Transcribe the records below exactly, from their first line through the line containing "pub(crate) use memory::MemoryRouter;". Omit every line after it.

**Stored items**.
++++
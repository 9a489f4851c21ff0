//! Router implementations.
//!
//! One module per backend family, each implementing the domain-level
//! `Router` trait. Broker-backed routers are hidden behind feature flags and
//! reached only through their `connect_*` functions; with the feature off
//! the function fails with `UnsupportedBroker`.
//!
//! Domain code must not depend on backend-specific types.

pub(crate) mod delivery;
pub(crate) mod pipe_cache;

mod amqp;
mod kafka;
mod memory;
mod nats;
mod rabbit;
mod stub;

pub(crate) use amqp::connect_amqp;
pub(crate) use kafka::connect_kafka;
pub(crate) use memory::MemoryRouter;
pub(crate) use nats::connect_nats;
pub(crate) use rabbit::connect_rabbitmq;
pub(crate) use stub::StubRouter;

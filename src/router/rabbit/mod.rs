//! RabbitMQ router.
//!
//! Backed by `lapin` (AMQP 0-9-1) when the `transport_lapin` feature is
//! enabled.

#[cfg(feature = "transport_lapin")]
mod lapin;

#[cfg(feature = "transport_lapin")]
pub(crate) use self::lapin::RabbitRouter;

use crate::{Result, RouterPtr, Service, Settings};

#[cfg(feature = "transport_lapin")]
pub(crate) async fn connect_rabbitmq(
    settings: &Settings,
    service: Option<Service>,
) -> Result<RouterPtr> {
    // ---
    use crate::Connect;

    let router = RabbitRouter::connect(settings, service).await?;
    Ok(std::sync::Arc::new(router))
}

#[cfg(not(feature = "transport_lapin"))]
pub(crate) async fn connect_rabbitmq(
    _settings: &Settings,
    _service: Option<Service>,
) -> Result<RouterPtr> {
    Err(crate::PipeError::UnsupportedBroker(
        "transport_lapin feature is not enabled".into(),
    ))
}
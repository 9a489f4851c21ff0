//! Backend registry.
//!
//! Maps a [`BrokerKind`] to a connected router. The match is exhaustive, so
//! a new kind does not compile until it is wired in here. Callers only ever
//! see [`RouterPtr`].

use std::sync::Arc;

use crate::router::{
    //
    connect_amqp,
    connect_kafka,
    connect_nats,
    connect_rabbitmq,
    MemoryRouter,
    StubRouter,
};
use crate::{
    //
    log_info,
    log_warn,
    BrokerKind,
    Connect,
    Result,
    RouterPtr,
    Service,
    Settings,
};

/// Connect a router for `kind` using the process-wide settings.
///
/// See [`Settings::install`] for providing them; defaults apply otherwise.
///
/// # Errors
///
/// [`PipeError::UnsupportedBroker`](crate::PipeError::UnsupportedBroker) if
/// the backend is not compiled in, or the backend's connect error.
pub async fn deploy_router(kind: BrokerKind) -> Result<RouterPtr> {
    deploy_router_with(kind, &Settings::global()).await
}

/// Connect a router for `kind` using `settings`.
///
/// ```
/// # async fn example() -> mom_pipe::Result<()> {
/// use mom_pipe::{deploy_router_with, BrokerKind, Settings};
///
/// let router = deploy_router_with(BrokerKind::Memory, &Settings::default()).await?;
/// router.close().await?;
/// # Ok(())
/// # }
/// ```
pub async fn deploy_router_with(kind: BrokerKind, settings: &Settings) -> Result<RouterPtr> {
    connect_kind(kind, settings, None).await
}

pub(crate) async fn connect_kind(
    kind: BrokerKind,
    settings: &Settings,
    service: Option<Service>,
) -> Result<RouterPtr> {
    // ---
    let service = match service {
        Some(service) if !kind.supports_request() => {
            log_warn!(
                "service {} ignored: {kind} has no request/response",
                service.name
            );
            None
        }
        service => service,
    };

    let router: RouterPtr = match kind {
        BrokerKind::Nats => connect_nats(settings, service).await?,
        BrokerKind::Kafka => connect_kafka(settings, service).await?,
        BrokerKind::RabbitMq => connect_rabbitmq(settings, service).await?,
        BrokerKind::Amqp => connect_amqp(settings, service).await?,
        BrokerKind::Memory => Arc::new(MemoryRouter::connect(settings, service).await?),
        BrokerKind::Mqtt | BrokerKind::ZeroMq | BrokerKind::Tcp => {
            Arc::new(StubRouter::new(kind, settings))
        }
    };

    log_info!("{}: deployed", router.router_id());
    Ok(router)
}
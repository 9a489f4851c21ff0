//! Delivery tasks.
//!
//! Every accepted pipe runs one background task that waits for the next
//! inbound envelope, decodes it with the codec and hands the payload to the
//! caller's callback. The callback returns before the next message is
//! received, so deliveries on one pipe never overlap.
//!
//! Backends differ only in where messages come from ([`Inbox`]) and in what
//! an undecodable message does to the loop ([`DecodeFailure`]). A receive
//! error always ends the loop; nothing is retried.
//!
//! The loop owns a cancellation token. [`DeliveryTask::stop`] cancels it and
//! waits for the task to exit, so once `remove()` or `close()` returns no
//! further callback runs for the pipe. A callback that panicked has already
//! ended the task; `stop` logs the panic instead of passing it on.

use bytes::Bytes;
use tokio::task::{JoinError, JoinHandle};
use tokio_util::sync::CancellationToken;

use crate::{
    //
    codec,
    log_debug,
    log_error,
    log_info,
    DeliveryFn,
    Result,
};

/// Source of inbound envelopes for one pipe.
#[async_trait::async_trait]
pub(crate) trait Inbox: Send + 'static {
    /// Next raw envelope; `None` once the source is exhausted.
    async fn next(&mut self) -> Option<Result<Bytes>>;

    /// Release the native receive resource after the loop ends.
    async fn shutdown(self)
    where
        Self: Sized,
    {
    }
}

/// What a decode error does to the delivery loop.
#[derive(Debug, Clone, Copy, PartialEq, Eq)]
pub(crate) enum DecodeFailure {
    /// Log, drop the message, keep receiving.
    Skip,

    /// Log and end the loop.
    Stop,
}

/// Handle of a running delivery loop.
pub(crate) struct DeliveryTask {
    label: String,
    cancel: CancellationToken,
    join: JoinHandle<()>,
}

impl DeliveryTask {
    // ---
    /// Cancel the loop and wait for it to exit.
    pub async fn stop(self) {
        let label = self.label.clone();
        if let Err(err) = self.finish().await {
            log_error!("{label}: delivery task panicked: {err}");
        }
    }

    /// Cancel and wait; the error is the task's panic, if it had one.
    async fn finish(self) -> std::result::Result<(), JoinError> {
        self.cancel.cancel();
        match self.join.await {
            Err(err) if err.is_panic() => Err(err),
            _ => Ok(()),
        }
    }

    #[cfg(test)]
    pub fn is_finished(&self) -> bool {
        self.join.is_finished()
    }

    /// Wrap a task that watches `cancel` itself; `label` names it in logs.
    pub fn from_parts(label: String, cancel: CancellationToken, join: JoinHandle<()>) -> Self {
        Self {
            label,
            cancel,
            join,
        }
    }
}

/// Spawn the delivery loop of `pipe`.
pub(crate) fn spawn<I>(
    router_id: &str,
    pipe: &str,
    mut inbox: I,
    on_decode_failure: DecodeFailure,
    callback: DeliveryFn,
) -> DeliveryTask
where
    I: Inbox,
{
    // ---
    let cancel = CancellationToken::new();
    let token = cancel.clone();
    let label = format!("{router_id}: {pipe}");
    let router_id = router_id.to_string();
    let pipe = pipe.to_string();

    let join = tokio::spawn(async move {
        // ---
        log_debug!("{router_id}: delivery started for {pipe}");

        loop {
            let next = tokio::select! {
                _ = token.cancelled() => break,
                next = inbox.next() => next,
            };

            let bytes = match next {
                Some(Ok(bytes)) => bytes,
                Some(Err(err)) => {
                    log_error!("{router_id}: receive failed on {pipe}: {err}");
                    break;
                }
                None => {
                    log_debug!("{router_id}: inbox of {pipe} closed");
                    break;
                }
            };

            match codec::decode_payload(&bytes) {
                Ok(payload) => callback(payload),
                Err(err) => {
                    log_error!("{router_id}: dropped undecodable message on {pipe}: {err}");
                    if on_decode_failure == DecodeFailure::Stop {
                        break;
                    }
                }
            }
        }

        inbox.shutdown().await;
        log_info!("{router_id}: delivery ended for {pipe}");
    });

    DeliveryTask::from_parts(label, cancel, join)
}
++++
**TASK ANSWER**.
repository 9a489f4851c21ff0
//! Router implementations.
//!
//! One module per backend family, each implementing the domain-level
//! `Router` trait. Broker-backed routers are hidden behind feature flags and
//! reached only through their `connect_*` functions; with the feature off
//! the function fails with `UnsupportedBroker`.
//!
//! Domain code must not depend on backend-specific types.

pub(crate) mod delivery;
pub(crate) mod pipe_cache;

mod amqp;
mod kafka;
mod memory;
mod nats;
mod rabbit;
mod stub;

pub(crate) use amqp::connect_amqp;
pub(crate) use kafka::connect_kafka;
pub(crate) use memory::MemoryRouter;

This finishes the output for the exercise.